REQUIRED ACTION
What do the lines say from the start of the entries through the one containing "non-2xx status code."? Repeat them exactly.

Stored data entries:

|---|

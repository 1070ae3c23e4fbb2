use std::sync::Arc;

use sceneflow_relay::RelayClient;
use sceneflow_store::RecordStore;

use crate::config::ServerConfig;
use crate::ws::WsManager;

/// Shared application state available to all Axum handlers via `State<AppState>`.
///
/// This is cheaply cloneable (inner data is behind `Arc`).
#[derive(Clone)]
pub struct AppState {
    /// The authoritative record store.
    pub store: Arc<dyn RecordStore>,
    /// Server configuration (accessed by middleware and handlers).
    pub config: Arc<ServerConfig>,
    /// WebSocket connection manager (browser clients).
    pub ws_manager: Arc<WsManager>,
    /// One-way client for the rendering pipeline's webhooks.
    pub relay: Arc<RelayClient>,
}
//! HTTP client for the pipeline webhooks.

use sceneflow_core::types::RecordId;

use crate::endpoints::RelayEndpoints;
use crate::job::{CharacterJob, SceneJob};

/// Errors from the relay layer.
#[derive(Debug, thiserror::Error)]
pub enum RelayError {
    /// The HTTP request itself failed (network, DNS, TLS, etc.).
    #[error("relay request failed: {0}")]
    Request(#[from] reqwest::Error),

    /// The pipeline returned a non-2xx status code.
    #[error("pipeline error ({status}): {body}")]
    Status {
        /// HTTP status code.
        status: u16,
        /// Raw response body for debugging.
        body: String,
    },
}

/// One-way client for the pipeline webhooks.
///
/// Every call is fire-and-acknowledge: the pipeline's immediate JSON
/// acknowledgment is returned verbatim, failures surface as
/// [`RelayError`], and there is no retry. The transport's defaults are
/// the only timeout; the pipeline acks quickly or not at all.
pub struct RelayClient {
    client: reqwest::Client,
    endpoints: RelayEndpoints,
}

impl RelayClient {
    pub fn new(endpoints: RelayEndpoints) -> Self {
        Self {
            client: reqwest::Client::new(),
            endpoints,
        }
    }

    /// Create a client reusing an existing [`reqwest::Client`].
    pub fn with_client(client: reqwest::Client, endpoints: RelayEndpoints) -> Self {
        Self { client, endpoints }
    }

    /// Submit a character generation job.
    pub async fn submit_character(&self, job: &CharacterJob) -> Result<serde_json::Value, RelayError> {
        tracing::info!(avatar_name = %job.avatar_name, "relaying character job");
        let response = self
            .client
            .post(&self.endpoints.create_character_url)
            .json(job)
            .send()
            .await?;
        Self::parse_ack(response).await
    }

    /// Submit a scene generation job.
    pub async fn submit_scene(&self, job: &SceneJob) -> Result<serde_json::Value, RelayError> {
        tracing::info!(scene_name = %job.scene_name, "relaying scene job");
        let response = self
            .client
            .post(&self.endpoints.create_scene_url)
            .json(job)
            .send()
            .await?;
        Self::parse_ack(response).await
    }

    /// Kick off rendering for an approved scene.
    ///
    /// The pipeline's approve webhook is addressed by scene id and takes
    /// no body, so this is a GET.
    pub async fn approve_scene(&self, scene_id: RecordId) -> Result<serde_json::Value, RelayError> {
        tracing::info!(scene_id = %scene_id, "relaying scene approval");
        let response = self
            .client
            .get(self.endpoints.approve_scene(scene_id))
            .send()
            .await?;
        Self::parse_ack(response).await
    }

    /// Notify the pipeline that a scene was rejected.
    pub async fn reject_scene(&self, scene_id: RecordId) -> Result<serde_json::Value, RelayError> {
        tracing::info!(scene_id = %scene_id, "relaying scene rejection");
        let response = self
            .client
            .get(self.endpoints.reject_scene(scene_id))
            .send()
            .await?;
        Self::parse_ack(response).await
    }

    /// Turn a pipeline response into its JSON acknowledgment, or a
    /// [`RelayError::Status`] carrying the status and body text.
    async fn parse_ack(response: reqwest::Response) -> Result<serde_json::Value, RelayError> {
        let status = response.status();
        if !status.is_success() {
            let body = response
                .text()
                .await
                .unwrap_or_else(|_| "<unreadable body>".to_string());
            return Err(RelayError::Status {
                status: status.as_u16(),
                body,
            });
        }
        Ok(response.json().await?)
    }
}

|---|

RESULT FOR THIS EXERCISE
repository 1070ae3c23e4fbb2
use std::sync::Arc;

use sceneflow_relay::RelayClient;
use sceneflow_store::RecordStore;

use crate::config::ServerConfig;
use crate::ws::WsManager;

/// Shared application state available to all Axum handlers via `State<AppState>`.
///
/// This is cheaply cloneable (inner data is behind `Arc`).
#[derive(Clone)]
pub struct AppState {
    /// The authoritative record store.
    pub store: Arc<dyn RecordStore>,
    /// Server configuration (accessed by middleware and handlers).
    pub config: Arc<ServerConfig>,
    /// WebSocket connection manager (browser clients).
    pub ws_manager: Arc<WsManager>,
    /// One-way client for the rendering pipeline's webhooks.
    pub relay: Arc<RelayClient>,
}
//! HTTP client for the pipeline webhooks.

use sceneflow_core::types::RecordId;

use crate::endpoints::RelayEndpoints;
use crate::job::{CharacterJob, SceneJob};

/// Errors from the relay layer.
#[derive(Debug, thiserror::Error)]
pub enum RelayError {
    /// The HTTP request itself failed (network, DNS, TLS, etc.).
    #[error("relay request failed: {0}")]
    Request(#[from] reqwest::Error),

    /// The pipeline returned a non-2xx status code.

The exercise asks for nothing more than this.